PHENOTYPIC AND GENETIC CHARACTERIZATION OF NON-SMALL CELL LUNG CANCER CIRCULATING TUMOR CELLS
Open Access
Author:
Nisic, Merisa
Graduate Program:
Molecular, Cellular and Integrative Biosciences
Degree:
Doctor of Philosophy
Document Type:
Dissertation
Date of Defense:
June 15, 2017
Committee Members:
Siyang Zheng, Dissertation Advisor/Co-Advisor Siyang Zheng, Committee Chair/Co-Chair Jian Yang, Committee Member Zhi-Chun Lai, Committee Member Andrea Marie Mastro, Outside Member
Keywords:
Circulating Tumor Cell Enrichment Microfiltration Lung Cancer
Abstract:
Circulating tumor cells (CTCs) are thought to be the drivers of metastasis, which is responsible for the majority of cancer-related deaths.
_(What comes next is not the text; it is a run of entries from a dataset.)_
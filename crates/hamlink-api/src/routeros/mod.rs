// RouterOS API side channel (TCP 8728).
//
// The vendor-specific path for MikroTik devices: login, then print-style
// commands returning attribute records. Device handlers only see the
// `VendorSession` trait so tests can substitute scripted sessions.

mod client;
pub mod codec;

use std::collections::BTreeMap;
use std::fmt;
use std::net::IpAddr;
use std::sync::Arc;

use async_trait::async_trait;

use crate::error::Error;

pub use client::{RouterOsClient, RouterOsConnector};

/// One `!re` reply: attribute name to raw value.
pub type VendorRecord = BTreeMap<String, String>;

/// An authenticated vendor API session.
#[async_trait]
pub trait VendorSession: Send + Sync + fmt::Debug {
    /// Runs one command (`words[0]`, followed by attribute or query words)
    /// and returns every record of the reply.
    async fn run(&self, words: &[&str]) -> Result<Vec<VendorRecord>, Error>;
}

/// Opens authenticated sessions to devices.
#[async_trait]
pub trait VendorConnector: Send + Sync + fmt::Debug {
    async fn connect(&self, address: IpAddr) -> Result<Arc<dyn VendorSession>, Error>;
}
//! Clap derive structures for the `hamlink` CLI.

use std::net::IpAddr;
use std::path::PathBuf;
use std::time::Duration;

use clap::{Args, Parser, Subcommand, ValueEnum};
use hamlink_api::SnmpVersion;
use hamlink_core::{DeviceAddress, QueryApis};

// ── Top-Level CLI ────────────────────────────────────────────────────

/// hamlink -- inspect and correlate hamnet radio links
#[derive(Debug, Parser)]
#[command(
    name = "hamlink",
    version,
    about = "Query hamnet radio devices and correlate the links between them",
    long_about = "Detects MikroTik, Ubiquiti and Linux devices over SNMP (or the\n\
        RouterOS API), reports system data, interfaces and wireless peers,\n\
        and pairs both ends of a radio link into signal-level details.",
    propagate_version = true,
    subcommand_required = true,
    arg_required_else_help = true
)]
pub struct Cli {
    #[command(flatten)]
    pub global: GlobalOpts,

    #[command(subcommand)]
    pub command: Command,
}

// ── Global Options ───────────────────────────────────────────────────

#[derive(Debug, Args)]
pub struct GlobalOpts {
    /// Configuration file (defaults to the platform config directory)
    #[arg(long, env = "HAMLINK_CONFIG", global = true)]
    pub config: Option<PathBuf>,

    /// SNMP community
    #[arg(long, env = "HAMLINK_COMMUNITY", global = true, hide_env_values = true)]
    pub community: Option<String>,

    /// SNMP port
    #[arg(long, global = true)]
    pub port: Option<u16>,

    /// SNMP version to request (v1, v2c)
    #[arg(long, global = true)]
    pub snmp_version: Option<SnmpVersion>,

    /// Per-request timeout, e.g. "2s" or "500ms"
    #[arg(long, global = true, value_parser = humantime::parse_duration)]
    pub timeout: Option<Duration>,

    /// Retries after the first attempt
    #[arg(long, global = true)]
    pub retries: Option<u32>,

    /// Query APIs detection may use: snmp, vendor, all
    #[arg(long, global = true)]
    pub allowed_apis: Option<QueryApis>,

    /// RouterOS API user (enables the vendor API when allowed)
    #[arg(long, env = "HAMLINK_LOGIN_USER", global = true)]
    pub login_user: Option<String>,

    /// Bypass the device cache
    #[arg(long, global = true)]
    pub no_cache: bool,

    /// Cache database path
    #[arg(long, env = "HAMLINK_CACHE_DB", global = true)]
    pub cache_db: Option<PathBuf>,

    /// Answer queries from an snmpwalk -On dump instead of the network.
    /// `ADDR=FILE` binds a dump to one device; a bare `FILE` serves any
    /// address without its own dump. Repeatable.
    #[arg(long, value_name = "[ADDR=]FILE", global = true)]
    pub replay: Vec<String>,

    /// Output format
    #[arg(
        long,
        short = 'o',
        env = "HAMLINK_OUTPUT",
        default_value = "table",
        global = true
    )]
    pub output: OutputFormat,

    /// When to use color output
    #[arg(long, default_value = "auto", global = true)]
    pub color: ColorMode,

    /// Increase verbosity (-v, -vv, -vvv)
    #[arg(long, short = 'v', action = clap::ArgAction::Count, global = true)]
    pub verbose: u8,

    /// Suppress non-error output
    #[arg(long, short = 'q', global = true)]
    pub quiet: bool,

    /// Skip confirmation prompts
    #[arg(long, short = 'y', global = true)]
    pub yes: bool,
}

// ── Output & Color Enums ─────────────────────────────────────────────

#[derive(Debug, Clone, ValueEnum)]
pub enum OutputFormat {
    /// Pretty table (default, interactive)
    Table,
    /// Pretty-printed JSON
    Json,
    /// Compact single-line JSON
    JsonCompact,
    /// YAML
    Yaml,
    /// Plain text, one value per line (scripting)
    Plain,
}

#[derive(Debug, Clone, ValueEnum)]
pub enum ColorMode {
    /// Auto-detect (color if terminal is interactive)
    Auto,
    /// Always emit color codes
    Always,
    /// Never emit color codes
    Never,
}

// ── Top-Level Command Enum ───────────────────────────────────────────

#[derive(Debug, Subcommand)]
pub enum Command {
    /// Show detected model, version and system fields of a device
    #[command(alias = "sys")]
    System(DeviceArgs),

    /// List a device's network interfaces
    #[command(alias = "if")]
    Interfaces(DeviceArgs),

    /// List the wireless peers a device currently sees
    Peers(DeviceArgs),

    /// Correlate a device with the devices at the far end of its links
    Link(LinkArgs),

    /// List BGP sessions (RouterOS API only)
    Bgp(BgpArgs),

    /// Inspect and maintain the device cache
    Cache(CacheArgs),

    /// Poll the configured links, once or periodically
    Sweep(SweepArgs),

    /// Manage CLI configuration
    Config(ConfigArgs),

    /// Generate shell completions
    Completions(CompletionsArgs),
}

// ── Device commands ──────────────────────────────────────────────────

#[derive(Debug, Args)]
pub struct DeviceArgs {
    /// Device IP address
    pub address: DeviceAddress,
}

#[derive(Debug, Args)]
pub struct LinkArgs {
    /// Device on one end of the link
    pub a: DeviceAddress,

    /// Candidate devices on the other end
    #[arg(required = true, num_args = 1..)]
    pub b: Vec<DeviceAddress>,
}

#[derive(Debug, Args)]
pub struct BgpArgs {
    /// RouterOS device address
    pub address: DeviceAddress,

    /// Only sessions towards this peer address
    #[arg(long)]
    pub remote: Option<IpAddr>,
}

// ── Cache ────────────────────────────────────────────────────────────

#[derive(Debug, Args)]
pub struct CacheArgs {
    #[command(subcommand)]
    pub command: CacheCommand,
}

#[derive(Debug, Subcommand)]
pub enum CacheCommand {
    /// Show entry counts and age range
    Stats,

    /// Delete entries last refreshed longer ago than the given age
    Purge {
        /// Age threshold, e.g. "30days"
        #[arg(long, value_parser = humantime::parse_duration)]
        older_than: Duration,

        /// Report what would be deleted without deleting
        #[arg(long)]
        dry_run: bool,
    },

    /// Delete the entries of specific devices
    Invalidate {
        /// Device addresses
        #[arg(required = true, num_args = 1..)]
        addresses: Vec<DeviceAddress>,

        /// Report what would be deleted without deleting
        #[arg(long)]
        dry_run: bool,
    },
}

// ── Sweep ────────────────────────────────────────────────────────────

#[derive(Debug, Args)]
pub struct SweepArgs {
    /// Run a single sweep and exit
    #[arg(long)]
    pub once: bool,

    /// Time between sweeps (overrides the configured interval)
    #[arg(long, value_parser = humantime::parse_duration)]
    pub interval: Option<Duration>,

    /// Links polled in parallel (overrides the configured pool width)
    #[arg(long)]
    pub width: Option<usize>,
}

// ── Config ───────────────────────────────────────────────────────────

#[derive(Debug, Args)]
pub struct ConfigArgs {
    #[command(subcommand)]
    pub command: ConfigCommand,
}

#[derive(Debug, Subcommand)]
pub enum ConfigCommand {
    /// Print the configuration file path
    Path,

    /// Show the effective configuration
    Show,

    /// Interactive configuration wizard
    Init,

    /// Store the RouterOS API password in the system keyring
    SetPassword {
        /// RouterOS API user (defaults to the configured login user)
        #[arg(long)]
        user: Option<String>,
    },
}

// ── Completions ──────────────────────────────────────────────────────

#[derive(Debug, Args)]
pub struct CompletionsArgs {
    /// Shell to generate completions for
    pub shell: clap_complete::Shell,
}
CTCs have been established as a prognostic biomarker—higher CTC count correlates with worse clinical outcomes. Due to their one in a billion rarity, many biological and mechanistic aspects of circulating tumor cells remain unknown. This work describes the characterization of CTCs enriched using the Flexible Micro Spring Array (FMSA) system for label-free enrichment from whole blood. This research effort generated a single cell workflow from whole genome amplification (WGA) to next generation sequencing (NGS) using lung cancer cell lines. The aforementioned workflow was then used to genetically characterize single FMSA-enriched CTCs from clinical samples obtained from non-small cell lung cancer (NSCLC) patients. Higher CTC count was found to correlate to decreased cancer patient overall survival, thereby demonstrating the clinical relevance of FMSA enriched CTCs in non-small cell lung cancer. Further, four distinct phenotypic CTC subtypes were identified from NSCLC patient samples and higher heterogeneity of these subtypes correlated to decreased overall and progression-free survival.